▶ **WORK ITEM**: Please restate, word for word, the lines below that begin at the one with "return Err(IcmError::PlayerOutOfRange(i));" and end at the one with "lose[i] = 0.0;". Leave out all other lines.

───── PROVIDED DATA ─────

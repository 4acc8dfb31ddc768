//! Pairwise bubble factors: the ICM risk premium of a marginal all-in.

use tracing::trace;

use crate::icm::{equity, validate, IcmError};

/// Bubble factor of player `i` against player `j`, in `[0, 1)`.
///
/// Two hypothetical full-transfer stack vectors are valued: a win scenario
/// where `i` takes all of `j`'s chips and `j` busts, and the mirror-image
/// lose scenario. The raw factor is the equity `i` risks over the equity `i`
/// could gain,
///
/// ```text
/// f = (eq_now - eq_lose) / (eq_win - eq_now)
/// ```
///
/// normalized to `f / (1 + f)`. Higher values mean `i` stands to lose more
/// equity than the confrontation could win them, the classic bubble signal.
///
/// A schedule under which winning moves no equity (for example, a flat
/// payout) makes the factor undefined and fails with
/// [`IcmError::DegenerateEquity`] instead of producing an infinity or NaN.
pub fn bubble_factor(
    stacks: &[f64],
    i: usize,
    j: usize,
    payouts: &[f64],
) -> Result<f64, IcmError> {
    validate(stacks)?;
    if i >= stacks.len() {
        return Err(IcmError::PlayerOutOfRange(i));
    }
    if j >= stacks.len() {
        return Err(IcmError::PlayerOutOfRange(j));
    }
    if i == j {
        return Err(IcmError::IdenticalPlayers);
    }

    let mut win = stacks.to_vec();
    win[i] += win[j];
    win[j] = 0.0;
    let mut lose = stacks.to_vec();
    lose[j] += lose[i];
    lose[i] = 0.0;

    let eq_now = equity(stacks, payouts)?;
    let eq_win = equity(&win, payouts)?;
    let eq_lose = equity(&lose, payouts)?;

    let gain = eq_win[i] - eq_now[i];
    let risk = eq_now[i] - eq_lose[i];
    if !(gain > 0.0) {
        trace!(i, j, gain, "degenerate bubble factor denominator");
        return Err(IcmError::DegenerateEquity);
    }
    let f = risk / gain;
    Ok(f / (1.0 + f))
}

/// The full pairwise matrix, `result[i][j] = bubble_factor(i, j)`, with a
/// zero diagonal.
pub fn bubble_factors(stacks: &[f64], payouts: &[f64]) -> Result<Vec<Vec<f64>>, IcmError> {
    let n = stacks.len();
    let mut result = vec![vec![0.0f64; n]; n];
    for i in 0..n {
        for j in 0..n {
            if i != j {
                result[i][j] = bubble_factor(stacks, i, j, payouts)?;
            }
        }
    }
    Ok(result)
}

─────

▶ **FINAL ANSWER**:
        return Err(IcmError::PlayerOutOfRange(i));
    }
    if j >= stacks.len() {
        return Err(IcmError::PlayerOutOfRange(j));
    }
    if i == j {
        return Err(IcmError::IdenticalPlayers);
    }

    let mut win = stacks.to_vec();
    win[i] += win[j];
    win[j] = 0.0;
    let mut lose = stacks.to_vec();
    lose[j] += lose[i];
    lose[i] = 0.0;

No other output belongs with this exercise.